5 talking points from Qatar’s AFC Asian Cup triumph over Jordan

5 talking points from Qatar’s AFC Asian Cup triumph over Jordan
  • Jordan will feel they deserved more, but there can be little complaint about the legitimacy of the three penalties that tipped the balance Qatar’s way

An AFC Asian Cup 2023 full of entertaining football, shock results and late, late goals, ended in suitably dramatic finish, with Akram Afif’s hat-trick of penalties securing a 3-1 win for hosts Qatar against the tournament surprise team Jordan in Saturday’s final.

Here are five talking points from the action at Lusail Stadium in Doha.

Not an ideal final, but no complaints about penalties

Casual fans overseas may look at the host of a major tournament getting to the final, playing in front of over 80,000 of their fans, and then getting three penalties that settled the tie, as something a little suspicious.

In truth, scoring all three of your goals from the penalty spot is not the ideal way to settle a final. It did seem a little anticlimactic, but then there is not much that Qatar could have done about that.

All three penalties were fairly solid. There was little real real controversy in any of the individual decisions. If they had been given in the English Premier League, there would not have been days of discussion on radio phone-ins, highlights programs and then on social media. 

It was just a case of Jordan falling asleep at crucial moments of the game, and when there is someone like Akram Afif then the consequences can be severe.

Qatar are now an Asian powerhouse

The last team to successfully defend the Asian Cup was Japan back in 2004. It is a hard thing to do and not to be sneezed at.

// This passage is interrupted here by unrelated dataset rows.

fn apply_affine(xs: &Tensor, params: &AffineParams) -> Result<Tensor, tch::TchError> {
    let dims = xs.size();
    let (c, h, w) = (dims[0], dims[1], dims[2]);
    let (wf, hf) = (w as f64, h as f64);
    let m = inverse_affine_matrix(params, wf, hf);
    // Pixel-space matrix rescaled to the [-1, 1] grid of grid_sampler.
    let theta = [
        m[0],
        m[1] * hf / wf,
        2.0 * m[2] / wf,
        m[3] * wf / hf,
        m[4],
        2.0 * m[5] / hf,
    ]
    .map(|v| v as f32);
    let theta = Tensor::f_from_slice(&theta[..])?
        .f_view([1, 2, 3])?
        .f_to_device(xs.device())?;
    let grid = Tensor::f_affine_grid_generator(&theta, [1, c, h, w], false)?;
    xs.f_unsqueeze(0)?
        .f_grid_sampler(&grid, GRID_NEAREST, GRID_ZEROS, false)?
        .f_squeeze_dim(0)
}

/// Satellite-only photometric jitter: brightness, contrast and saturation in random order, then
/// an occasional sharpness boost. Works on the decoded RGB image.
#[derive(Debug, Clone, PartialEq)]
pub struct ColorPipeline {
    brightness: (f64, f64),
    contrast: (f64, f64),
    saturation: (f64, f64),
    sharpness_factor: f64,
    sharpness_p: f64,
}

#[derive(Debug, Clone, Copy)]
enum ColorOp {
    Brightness,
    Contrast,
    Saturation,
}

impl ColorPipeline {
    pub fn new(
        brightness: (f64, f64),
        contrast: (f64, f64),
        saturation: (f64, f64),
        sharpness_factor: f64,
        sharpness_p: f64,
    ) -> Result<Self, TransformError> {
        for (field, (lo, hi)) in [
            ("brightness", brightness),
            ("contrast", contrast),
            ("saturation", saturation),
        ] {
            check_range(field, lo, hi)?;
            if lo < 0.0 {
                return Err(TransformError::OutOfRange {
                    field,
                    msg: format!("factors must be non-negative, got ({lo}, {hi})"),
                });
            }
        }
        if !sharpness_factor.is_finite() || sharpness_factor < 0.0 {
            return Err(TransformError::OutOfRange {
                field: "sharpness",
                msg: format!("factor must be non-negative, got {sharpness_factor}"),
            });
        }
        if !(0.0..=1.0).contains(&sharpness_p) {
            return Err(TransformError::OutOfRange {
                field: "sharpness_p",
                msg: format!("probability must lie in [0, 1], got {sharpness_p}"),
            });
        }
        Ok(Self {
            brightness,
            contrast,
            saturation,
            sharpness_factor,
            sharpness_p,
        })
    }

    /// The jitter used for satellite photos during training.
    pub fn satellite() -> Self {
        Self {
            brightness: (0.5, 1.5),
            contrast: (0.5, 1.5),
            saturation: (0.5, 1.5),
            sharpness_factor: 1.5,
            sharpness_p: 0.5,
        }
    }

    pub fn describe(&self) -> String {
        format!(
            "color_jitter(brightness={:?}, contrast={:?}, saturation={:?}) -> sharpness({}, p={})",
            self.brightness, self.contrast, self.saturation, self.sharpness_factor, self.sharpness_p
        )
    }

    pub fn apply<R: Rng + ?Sized>(&self, img: &RgbImage, rng: &mut R) -> RgbImage {
        let mut order = [ColorOp::Brightness, ColorOp::Contrast, ColorOp::Saturation];
        order.shuffle(rng);
        let mut out = img.clone();
        for op in order {
            out = match op {
                ColorOp::Brightness => {
                    let f = rng.gen_range(self.brightness.0..=self.brightness.1);
                    adjust_brightness(&out, f as f32)
                }
                ColorOp::Contrast => {
                    let f = rng.gen_range(self.contrast.0..=self.contrast.1);
                    adjust_contrast(&out, f as f32)
                }
                ColorOp::Saturation => {
                    let f = rng.gen_range(self.saturation.0..=self.saturation.1);
                    adjust_saturation(&out, f as f32)
                }
            };
        }
        if rng.gen_bool(self.sharpness_p) {
            out = adjust_sharpness(&out, self.sharpness_factor as f32);
        }
        out
    }
}
//! Split orchestration: fetch the corpus once, cut it into train/val/test ranges and serve a
//! loader per split.

use std::fmt;
use std::sync::Arc;

use tracing::info;

use crate::config::DataConfig;
use crate::corpus::{CorpusProvider, SharedCorpus};
use crate::dataset::PairedDataset;
use crate::error::{ConfigError, DataError, DataResult};
use crate::loader::{DataLoader, LoaderConfig};
use crate::splits::SplitRanges;
use crate::transforms::{ColorPipeline, PairTransform};

#[derive(Debug, Clone, Copy, PartialEq, Eq)]
pub enum Split {
    Train,
    Val,
    Test,
}

impl fmt::Display for Split {
    fn fmt(&self, f: &mut fmt::Formatter<'_>) -> fmt::Result {
        match self {
            Split::Train => write!(f, "train"),
            Split::Val => write!(f, "val"),
            Split::Test => write!(f, "test"),
        }
    }
}

#[derive(Debug)]
struct Ready {
    corpus: SharedCorpus,
    ranges: SplitRanges,
    train: DataLoader,
    val: DataLoader,
    test: DataLoader,
}

/// Satellite/map data module. Unconfigured until [`MagMapDataModule::setup`] succeeds.
pub struct MagMapDataModule {
    cfg: DataConfig,
    provider: Arc<dyn CorpusProvider>,
    train_transform: PairTransform,
    valid_transform: PairTransform,
    test_transform: PairTransform,
    seed: u64,
    state: Option<Ready>,
}

impl fmt::Debug for MagMapDataModule {
    fn fmt(&self, f: &mut fmt::Formatter<'_>) -> fmt::Result {
        f.debug_struct("MagMapDataModule")
            .field("cfg", &self.cfg)
            .field("seed", &self.seed)
            .field("ready", &self.state.is_some())
            .finish()
    }
}

impl MagMapDataModule {
    /// Validates the configuration and builds the three pipelines.
    pub fn new(cfg: DataConfig, provider: Arc<dyn CorpusProvider>) -> Result<Self, ConfigError> {
        cfg.validate()?;
        let train_transform = cfg.train_transforms.build()?;
        let valid_transform = cfg.valid_transforms.build()?;
        let test_transform = cfg.test_transforms.build()?;
        let seed = cfg.seed.unwrap_or_else(rand::random);
        Ok(Self {
            cfg,
            provider,
            train_transform,
            valid_transform,
            test_transform,
            seed,
            state: None,
        })
    }

    pub fn config(&self) -> &DataConfig {
        &self.cfg
    }

    pub fn seed(&self) -> u64 {
        self.seed
    }

    pub fn is_ready(&self) -> bool {
        self.state.is_some()
    }

    pub fn transform(&self, split: Split) -> &PairTransform {
        match split {
            Split::Train => &self.train_transform,
            Split::Val => &self.valid_transform,
            Split::Test => &self.test_transform,
        }
    }

    /// Fetch the corpus, resolve the split and build one dataset and loader per split. Calling
    /// it again rebuilds everything from a fresh fetch.
    pub fn setup(&mut self) -> DataResult<()> {
        self.state = None;
        let corpus = self.provider.fetch(&self.cfg.source())?;
        let total = corpus.len();
        let ranges = self.cfg.split_for_upload.resolve(total)?;
        let (train_len, val_len, test_len) = ranges.lens();
        info!(
            total,
            train = train_len,
            val = val_len,
            test = test_len,
            "resolved splits"
        );

        let train = PairedDataset::new(
            corpus.clone(),
            ranges.train.clone(),
            Some(self.train_transform.clone()),
            Some(ColorPipeline::satellite()),
        );
        let val = PairedDataset::new(
            corpus.clone(),
            ranges.val.clone(),
            Some(self.valid_transform.clone()),
            None,
        );
        let test = PairedDataset::new(
            corpus.clone(),
            ranges.test.clone(),
            Some(self.test_transform.clone()),
            None,
        );

        self.state = Some(Ready {
            corpus,
            ranges,
            train: DataLoader::new(Arc::new(train), self.loader_config(Split::Train)),
            val: DataLoader::new(Arc::new(val), self.loader_config(Split::Val)),
            test: DataLoader::new(Arc::new(test), self.loader_config(Split::Test)),
        });
        Ok(())
    }

    fn loader_config(&self, split: Split) -> LoaderConfig {
        LoaderConfig {
            batch_size: self.cfg.batch_size,
            num_workers: self.cfg.num_workers,
            prefetch_factor: self.cfg.prefetch_factor,
            shuffle: split == Split::Train,
            pin_memory: self.cfg.pin_memory,
            seed: self.seed,
        }
    }

    fn ready(&self) -> DataResult<&Ready> {
        self.state.as_ref().ok_or(DataError::NotReady)
    }

    pub fn corpus(&self) -> DataResult<&SharedCorpus> {
        Ok(&self.ready()?.corpus)
    }

    pub fn ranges(&self) -> DataResult<&SplitRanges> {
        Ok(&self.ready()?.ranges)
    }

    pub fn loader(&self, split: Split) -> DataResult<&DataLoader> {
        let ready = self.ready()?;
        Ok(match split {
            Split::Train => &ready.train,
            Split::Val => &ready.val,
            Split::Test => &ready.test,
        })
    }

    pub fn dataset(&self, split: Split) -> DataResult<&PairedDataset> {
        Ok(self.loader(split)?.dataset())
    }

    pub fn train_dataloader(&self) -> DataResult<&DataLoader> {
        self.loader(Split::Train)
    }

    pub fn val_dataloader(&self) -> DataResult<&DataLoader> {
        self.loader(Split::Val)
    }

    pub fn test_dataloader(&self) -> DataResult<&DataLoader> {
        self.loader(Split::Test)
    }
}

Winning once can be described as a flash in the pan -- look at Greece taking the European title 20 years ago -- but to do it again cannot be ignored. 

This performance may not have reached the levels of 2019 when the Maroons swept all before them, scoring 19 and conceding just one.

The current version is not as dominant as the one that won last time in the UAE. It was much more of a mixed bag in terms of performances, but they showed admirable mental strength and overcame every obstacle when under pressure.

Despite being under the cosh in the second half against Uzbekistan in the quarters, they came through to win on penalties. Against Iran in the last four, Team Melli should have won, but it was Qatar who prevailed, and now they have joined that select group of Asian powerhouses.

Jordan should be proud

It has been a fantastic tournament for Jordan, a team that little was expected of before it all started. Finishing third in the group surprised nobody.

However, the round of 16 is were most people expected the run to end, as opponents Iraq had been impressive.

But in one of the matches of the tournament Jordan came out 3-2 winners to move into the quarterfinals, equalling their best-ever finish. There, they beat Tajikistan 1-0 to move into uncharted waters.

But, surely, South Korea in the semifinals would be too much? Not for this team, as Jordan produced the best performance of the entire competition.

Losing in the final, especially as, when Yazan Al-Naimat equalized midway through the second half, Jordan were completely on top and looked like the likeliest of winners, is painful. It is even more so as it came to three penalties, but now Al-Naimat and Mousa Al-Taamari are feted and respected around Asia and maybe elsewhere. Over time they, and all of Jordan, will look back on the last few weeks with immense pride.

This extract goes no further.